Match and merge when comparing data in 4 tables - sql

I have a requirement to create SQL Server user defined function/SP (either normal or table valued function) which has the below requirements:
The data across 4 tables (Table_A, Table_B, Table_C, Table_D) should be matched based on fix attributes (Name in our below example)

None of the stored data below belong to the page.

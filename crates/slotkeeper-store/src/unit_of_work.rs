use crate::persistence::{Mutation, Persistence};
use crate::StoreError;
use std::sync::Arc;
use tracing::debug;

/// Buffer of staged mutations that commits as a single atomic batch.
///
/// Staging the same record twice collapses into one mutation: the later
/// content wins, the earlier precondition is kept. A unit dropped without
/// committing discards its mutations.
pub struct UnitOfWork {
    backend: Arc<dyn Persistence>,
    label: String,
    staged: Vec<Mutation>,
}

impl UnitOfWork {
    pub fn new(backend: Arc<dyn Persistence>, label: impl Into<String>) -> Self {
        Self {
            backend,
            label: label.into(),
            staged: Vec::new(),
        }
    }

    pub fn label(&self) -> &str {
        &self.label
    }

    pub fn stage(&mut self, mutation: Mutation) {
        if let Some(existing) = self.staged.iter_mut().find(|m| m.same_record(&mutation)) {
            existing.kind = mutation.kind;
        } else {
            self.staged.push(mutation);
        }
    }

    pub fn staged(&self) -> &[Mutation] {
        &self.staged
    }

    pub fn len(&self) -> usize {
        self.staged.len()
    }

    pub fn is_empty(&self) -> bool {
        self.staged.is_empty()
    }

    /// Apply every staged mutation atomically. Returns the number applied.
    pub fn commit(mut self) -> Result<usize, StoreError> {
        let batch = std::mem::take(&mut self.staged);
        if batch.is_empty() {
            return Ok(0);
        }
        self.backend.apply(&self.label, &batch)?;
        Ok(batch.len())
    }
}

impl Drop for UnitOfWork {
    fn drop(&mut self) {
        if !self.staged.is_empty() {
            debug!(
                "unit of work '{}' dropped with {} uncommitted mutations",
                self.label,
                self.staged.len()
            );
        }
    }
}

If the data matches in all the 4 tables it gets the highest score & uniqueID is created. For example Match Type = ABCD
If the data matches in other combinations of 3 tables than it gets some score and different UniqueID. For example Match Type = ABC, ABD, BCD, CDA
If the data matches in other combinations of 2 tables than it gets some score and different UniqueID. For example Match Type = AB, AC, AD, BC, BD, CD
Records that doesn't match will get 0 score with separate UniqueID will be stored in the same table.
Table_A
AID | Name | ZipCode
Table_B
BID | Name | ZipCode
Table_C
CID | Name | ZipCode
Table_D
DID | Name | ZipCode
It matches on Name and ZipCode attributes
Final or match and merge table:
UID | AID | BID | CID | DID | Match_Score
Please suggest how can we create a function/stored procedure for the above requirements. If we can make it robust and expandable would be better i.e. If one more tables get added the logic should work with minimal code changes.
Really appreciate your help in this case.
I can think of the below approach but not sure if that can be coded -
ABCD (Output of the table where all the record matches)
UNION ALL
ABC (This will run only on the records that are not par of the ABCD result)
UNION ALL
ACD (This will run only on those records which are not a part of the above 2 results)
UNION ALL
and on and on

Break it down into smaller sections using a temp table for each section and then do your final merge
In your final rank them based on the how many matches.
The typical merge syntax is like so.. remember merge can only have one target table, but multiple sources
MERGE TOP (value) <target_table>
USING <table_source>
ON <merge_search_condition>
[ WHEN MATCHED [ AND <clause_search_condition> ]
THEN <merge_matched> ]
[ WHEN NOT MATCHED [ BY TARGET ] [ AND <clause_search_condition> ]
THEN <merge_not_matched> ]
[ WHEN NOT MATCHED BY SOURCE [ AND <clause_search_condition> ]
THEN <merge_matched> ]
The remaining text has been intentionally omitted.